Die umgebenden Felsen und Felsmauern müssen als Landmark herhalten. Und da ich mich in diesem Terrain ständig bewege und meinen Standort verändere, ist mir der jeweilige Sonnenstand das wichtigste Hilfsmittel, um die Himmelsrichtungen, in die ich mich bewege, mit dem jeweiligen Gelände abzugleichen.
Immer wieder bleibe ich stehen, um die faszinierenden Landschaftseindrücke aufzunehmen. Hinter jeder Kurve gibt es etwas Neues zu sehen.
All das führt immer wieder zu Verzögerungen. Und so kommt es, dass ich pro Stunde nur zwischen zweieinhalb und drei Wanderkilometer schaffe. Und das, obwohl ich recht zügig voranschreite.
Die Entfernungen verschwimmen in diesem Gelände. Für manches kurze Wegstück braucht es schlicht und einfach viel Zeit. Ich bin nicht allein und treffe vereinzelt auf Wanderer.
Die meisten sind gut ausgestattet und doch wundere ich mich, dass es auch immer wieder Leute gibt, die mit nichts losziehen. Ein junges Pärchen überholt mich. Und ich kann bei ihnen keine Wasservorräte entdecken.
Eine weitere Schwierigkeit auf dem Weg ist, dass es nur wenige Möglichkeiten gibt, sich vor der sengenden Sonne zu schützen
So geht es weiter: Strecken über felsige Kuppen …
… hunderte Meter an überhängenden Felswänden entlang …
… und um so manchen Felsendom herum.
Mit all diesen Schwierigkeiten bin ich unterwegs.
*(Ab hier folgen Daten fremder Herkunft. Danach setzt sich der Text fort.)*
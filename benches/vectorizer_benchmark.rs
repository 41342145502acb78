use criterion::{BatchSize, Criterion, black_box, criterion_group, criterion_main};
use disaster_triage::features::{TextVectorizer, VectorizerConfig};
use disaster_triage::text::Normalizer;

const DOC_COUNT: usize = 500;

fn corpus() -> Vec<String> {
    let subjects = ["people", "families", "children", "volunteers", "villages"];
    let needs = ["water", "food", "shelter", "medicine", "blankets", "fuel"];
    let verbs = ["need", "request", "report", "lack", "want"];
    (0..DOC_COUNT)
        .map(|i| {
            format!(
                "{} in sector {} urgently {} {} and {}",
                subjects[i % subjects.len()],
                i % 17,
                verbs[i % verbs.len()],
                needs[i % needs.len()],
                needs[(i + 3) % needs.len()],
            )
        })
        .collect()
}

fn bench_tokenize(c: &mut Criterion) {
    let message =
        "Please, we URGENTLY need clean drinking water and food supplies for 300 families!";
    c.bench_function("tokenize_message", |b| {
        b.iter(|| Normalizer::tokenize(black_box(message)));
    });
}

fn bench_vectorizer(c: &mut Criterion) {
    let documents = corpus();

    c.bench_function("vectorizer_fit", |b| {
        b.iter_batched(
            || TextVectorizer::new(VectorizerConfig::default()),
            |mut vectorizer| vectorizer.fit(black_box(&documents)).expect("fit"),
            BatchSize::SmallInput,
        );
    });

    let mut fitted = TextVectorizer::new(VectorizerConfig::default());
    fitted.fit(&documents).expect("fit");
    c.bench_function("vectorizer_transform", |b| {
        b.iter(|| fitted.transform(black_box(&documents)).expect("transform"));
    });
}

criterion_group!(benches, bench_tokenize, bench_vectorizer);
criterion_main!(benches);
Mein Rucksack ist voll: Wanderkarte, Lunchpaket, fast 6 Liter Wasser, Kompass, Stirnlampe, eine wärmende Schutzjacke, falls ich in die Nacht komme. Alles ist dabei und ich fühle mich wohl und sicher.
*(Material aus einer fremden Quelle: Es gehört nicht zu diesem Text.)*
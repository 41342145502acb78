//! Suffix-rule lemmatization for lowercase English tokens.
//!
//! Inflected forms are reduced with ordered detachment rules plus tables of
//! irregular forms. A dictionary-validated lemmatizer would check every
//! candidate against a full lexicon; the rules here carry minimum stem
//! lengths instead, which keeps short words ("need", "bus", "yes") intact
//! while still mapping regular plurals and verb inflections to their base
//! form. Identity entries pin words a rule would otherwise mangle.

/// Part of speech a token is lemmatized as.
///
/// Tokens are reduced noun-first and the result verb-second, so "bottles"
/// becomes "bottle" and "flooding" becomes "flood".
#[derive(Debug, Clone, Copy, PartialEq, Eq)]
pub enum PartOfSpeech {
    Noun,
    Verb,
}

/// Irregular noun forms, plus identity entries for words the plural rules
/// would otherwise damage.
pub(super) const NOUN_EXCEPTIONS: &[(&str, &str)] = &[
    ("men", "man"),
    ("women", "woman"),
    ("children", "child"),
    ("feet", "foot"),
    ("teeth", "tooth"),
    ("mice", "mouse"),
    ("geese", "goose"),
    ("lives", "life"),
    ("knives", "knife"),
    ("wives", "wife"),
    ("wolves", "wolf"),
    ("shelves", "shelf"),
    ("thieves", "thief"),
    ("loaves", "loaf"),
    ("halves", "half"),
    ("calves", "calf"),
    ("leaves", "leaf"),
    ("hooves", "hoof"),
    ("elves", "elf"),
    ("firemen", "fireman"),
    ("policemen", "policeman"),
    ("fishermen", "fisherman"),
    ("gentlemen", "gentleman"),
    ("businessmen", "businessman"),
    ("spokesmen", "spokesman"),
    ("ashes", "ash"),
    ("buses", "bus"),
    ("gases", "gas"),
    ("viruses", "virus"),
    ("news", "news"),
    ("series", "series"),
    ("species", "species"),
    ("always", "always"),
    ("perhaps", "perhaps"),
    ("sometimes", "sometimes"),
    ("besides", "besides"),
    ("goes", "goes"),
];

/// Irregular verb forms. Includes e-final stems whose inflections cannot be
/// recovered by suffix detachment ("making", "caused"), and identity entries
/// for -ing/-ed words that are not verb inflections at all ("morning").
pub(super) const VERB_EXCEPTIONS: &[(&str, &str)] = &[
    ("went", "go"),
    ("gone", "go"),
    ("goes", "go"),
    ("going", "go"),
    ("ran", "run"),
    ("said", "say"),
    ("made", "make"),
    ("making", "make"),
    ("got", "get"),
    ("took", "take"),
    ("taking", "take"),
    ("came", "come"),
    ("coming", "come"),
    ("gave", "give"),
    ("giving", "give"),
    ("found", "find"),
    ("told", "tell"),
    ("left", "leave"),
    ("leaving", "leave"),
    ("felt", "feel"),
    ("kept", "keep"),
    ("held", "hold"),
    ("brought", "bring"),
    ("bought", "buy"),
    ("thought", "think"),
    ("sent", "send"),
    ("built", "build"),
    ("lost", "lose"),
    ("losing", "lose"),
    ("meant", "mean"),
    ("met", "meet"),
    ("paid", "pay"),
    ("sat", "sit"),
    ("spoke", "speak"),
    ("stood", "stand"),
    ("wrote", "write"),
    ("writing", "write"),
    ("drove", "drive"),
    ("driving", "drive"),
    ("ate", "eat"),
    ("fell", "fall"),
    ("flew", "fly"),
    ("done", "do"),
    ("saw", "see"),
    ("heard", "hear"),
    ("led", "lead"),
    ("fed", "feed"),
    ("fled", "flee"),
    ("struck", "strike"),
    ("broke", "break"),
    ("broken", "break"),
    ("chose", "choose"),
    ("froze", "freeze"),
    ("frozen", "freeze"),
    ("rose", "rise"),
    ("rising", "rise"),
    ("sought", "seek"),
    ("taught", "teach"),
    ("caught", "catch"),
    ("fought", "fight"),
    ("began", "begin"),
    ("begun", "begin"),
    ("died", "die"),
    ("dying", "die"),
    ("added", "add"),
    ("adding", "add"),
    ("used", "use"),
    ("using", "use"),
    ("moved", "move"),
    ("moving", "move"),
    ("caused", "cause"),
    ("causing", "cause"),
    ("received", "receive"),
    ("receiving", "receive"),
    ("provided", "provide"),
    ("providing", "provide"),
    ("required", "require"),
    ("requiring", "require"),
    ("arrived", "arrive"),
    ("arriving", "arrive"),
    ("managed", "manage"),
    ("managing", "manage"),
    ("damaged", "damage"),
    ("saved", "save"),
    ("saving", "save"),
    ("shared", "share"),
    ("sharing", "share"),
    ("served", "serve"),
    ("serving", "serve"),
    ("closed", "close"),
    ("closing", "close"),
    ("continued", "continue"),
    ("noticed", "notice"),
    ("forced", "force"),
    ("escaped", "escape"),
    ("rescued", "rescue"),
    ("evacuated", "evacuate"),
    ("donated", "donate"),
    ("located", "locate"),
    ("isolated", "isolate"),
    ("injured", "injure"),
    ("collapsed", "collapse"),
    ("collapsing", "collapse"),
    ("polluted", "pollute"),
    ("starving", "starve"),
    ("shaking", "shake"),
    ("clothing", "clothe"),
    ("morning", "morning"),
    ("evening", "evening"),
    ("everything", "everything"),
    ("anything", "anything"),
    ("something", "something"),
    ("nothing", "nothing"),
    ("thing", "thing"),
    ("spring", "spring"),
    ("string", "string"),
    ("lightning", "lightning"),
    ("hundred", "hundred"),
];

/// Plural detachments tried in order: (suffix, replacement, minimum stem length).
const NOUN_SUFFIX_RULES: &[(&str, &str, usize)] = &[
    ("sses", "ss", 1),
    ("ies", "y", 2),
    ("ches", "ch", 2),
    ("shes", "sh", 2),
    ("xes", "x", 2),
];

/// Strip a plural suffix from `word`, or return `None` if no rule applies.
pub(super) fn apply_noun_rules(word: &str) -> Option<String> {
    for (suffix, replacement, min_stem) in NOUN_SUFFIX_RULES {
        if let Some(stem) = word.strip_suffix(suffix) {
            if stem.len() >= *min_stem {
                return Some(format!("{stem}{replacement}"));
            }
        }
    }
    if word.len() > 3
        && word.ends_with('s')
        && !word.ends_with("ss")
        && !word.ends_with("us")
        && !word.ends_with("is")
    {
        return Some(word[..word.len() - 1].to_string());
    }
    None
}

/// Strip a verb inflection from `word`, or return `None` if no rule applies.
pub(super) fn apply_verb_rules(word: &str) -> Option<String> {
    if let Some(stem) = word.strip_suffix("ies") {
        if stem.len() >= 2 {
            return Some(format!("{stem}y"));
        }
    }
    if let Some(stem) = word.strip_suffix("ied") {
        if stem.len() >= 2 {
            return Some(format!("{stem}y"));
        }
    }
    if let Some(stem) = word.strip_suffix("ing") {
        if stem.len() >= 3 {
            return Some(undouble(stem));
        }
    }
    if let Some(stem) = word.strip_suffix("ed") {
        if stem.len() >= 3 {
            return Some(undouble(stem));
        }
    }
    if word.len() > 3
        && word.ends_with('s')
        && !word.ends_with("ss")
        && !word.ends_with("us")
        && !word.ends_with("is")
    {
        return Some(word[..word.len() - 1].to_string());
    }
    None
}

/// Collapse a consonant doubled by suffixation ("stopp" -> "stop").
///
/// Only consonants English doubles before -ed/-ing are collapsed; l, s, z
/// and f are excluded because stems ending in those pairs are usually the
/// base form ("kill", "miss", "buzz", "stuff").
fn undouble(stem: &str) -> String {
    let bytes = stem.as_bytes();
    if bytes.len() >= 2 {
        let last = bytes[bytes.len() - 1];
        if last == bytes[bytes.len() - 2]
            && matches!(last, b'b' | b'd' | b'g' | b'm' | b'n' | b'p' | b'r' | b't')
        {
            return stem[..stem.len() - 1].to_string();
        }
    }
    stem.to_string()
}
Gelegentlich gibt mein Standort die Sicht frei auf Felsstrukturen in größerer Entfernung: Mauern, Türme, Zinnen. Wie auch immer, allesamt Wunderwerke der Natur. Sie lassen mich staunen.
Aber auch die kleinen Besonderheiten haben ihren Reiz. Ob verwitterte Mulden auf den Oberflächen der weichen, ausgedehnten Felsbrocken …
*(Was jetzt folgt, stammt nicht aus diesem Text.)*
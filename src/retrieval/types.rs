//! Shared types for the retrieval service client.

use async_trait::async_trait;
use reqwest::StatusCode;
use serde::{Deserialize, Serialize};
use thiserror::Error;

/// Errors returned while interacting with the retrieval service.
#[derive(Debug, Error)]
pub enum RetrievalError {
    /// Base URL failed to parse or normalize.
    #[error("Invalid retrieval service URL: {0}")]
    InvalidUrl(String),
    /// HTTP layer failed before receiving a response.
    #[error("HTTP request failed: {0}")]
    Http(#[from] reqwest::Error),
    /// Retrieval service responded with an unexpected status code.
    #[error("Unexpected retrieval service response ({status}): {body}")]
    UnexpectedStatus {
        /// HTTP status returned by the retrieval service.
        status: StatusCode,
        /// Body payload associated with the failing response.
        body: String,
    },
    /// Retrieval service accepted the request but reported a processing failure.
    #[error("{0}")]
    Rejected(String),
}

/// Everything the retrieval service needs to ingest one document.
#[derive(Debug, Clone)]
pub struct IngestJob {
    /// Identifier of the document being ingested.
    pub document_id: String,
    /// Owner scope used to partition the vector index.
    pub owner_scope: String,
    /// Location of the document bytes for the service to fetch.
    pub location_ref: String,
    /// Human-facing file name, stored with each chunk for traceability.
    pub name: String,
    /// Content-type classifier selecting the ingestion path.
    pub media_kind: String,
}

/// Operations the orchestrators require from the retrieval backend.
#[async_trait]
pub trait RetrievalApi: Send + Sync {
    /// Submit a document for embedding and indexing, returning the vector
    /// references issued for it. The call blocks until the service reports
    /// an outcome; its own timeout and retry policy govern the wait.
    async fn ingest(&self, job: &IngestJob) -> Result<Vec<String>, RetrievalError>;

    /// Remove previously issued vector references from the index. Absent
    /// vectors count as success so that a retried teardown is a no-op.
    async fn delete_vectors(
        &self,
        vector_refs: &[String],
        owner_scope: &str,
    ) -> Result<(), RetrievalError>;
}

#[derive(Serialize)]
#[serde(rename_all = "camelCase")]
pub(crate) struct ProcessDocumentRequest<'a> {
    pub(crate) document_id: &'a str,
    pub(crate) workspace_id: &'a str,
    pub(crate) file_url: &'a str,
    pub(crate) file_name: &'a str,
    pub(crate) file_type: &'a str,
}

#[derive(Deserialize)]
#[serde(rename_all = "camelCase")]
pub(crate) struct ProcessDocumentResponse {
    pub(crate) success: bool,
    #[serde(default)]
    pub(crate) vector_ids: Vec<String>,
    #[serde(default)]
    pub(crate) error: Option<String>,
}

#[derive(Serialize)]
#[serde(rename_all = "camelCase")]
pub(crate) struct DeleteVectorsRequest<'a> {
    pub(crate) vector_ids: &'a [String],
    pub(crate) workspace_id: &'a str,
}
… oder über aufgeblätterte Gesteinsschichten, die mir in diesem Gelände sicheren Halt bieten. All das lässt mich immer wieder staunen.
Ob ein Weg, der durch lebende, biochemisch beeinflusste, verkrustete Strukturen führt …
… Bäume, die auf karger Kruste wachsen …
… Bäume und Sträucher, die im tiefen Sand ausreichend Feuchte finden, um zu überleben:
Ich bin erstaunt über die biologische Vielfalt.
Gelegentlich muss ich mich durch enge Passagen zwängen, bevor ich Neues entdecken kann.
Dann steige ich zwischen den Felsen auf. Teilweise über verblocktes Gelände. Und die Mühe wird belohnt mit fantastischen Aussichten auf unzählige, farblich abgestufte Felsnadeln.
Sie sind die Namensgeber für die großräumige Gliederung dieses Wandergebietes. The Needles ist der südliche Teil des Canyonlands. Und innerhalb dieses Areals wandere ich durch den vielleicht schönsten Teil, den Chesler Park.
Hinter jedem Fels warten weitere Überraschungen auf mich. Und ich bin hungrig. So suche ich mir eine kleine schattige Oase, an der ich kurz raste und etwas esse und trinke.
Nach der kleinen Pause wandere ich weiter. Vorbei an Felstürmen und immer wieder durch kleine Engstellen zwischen den Türmen.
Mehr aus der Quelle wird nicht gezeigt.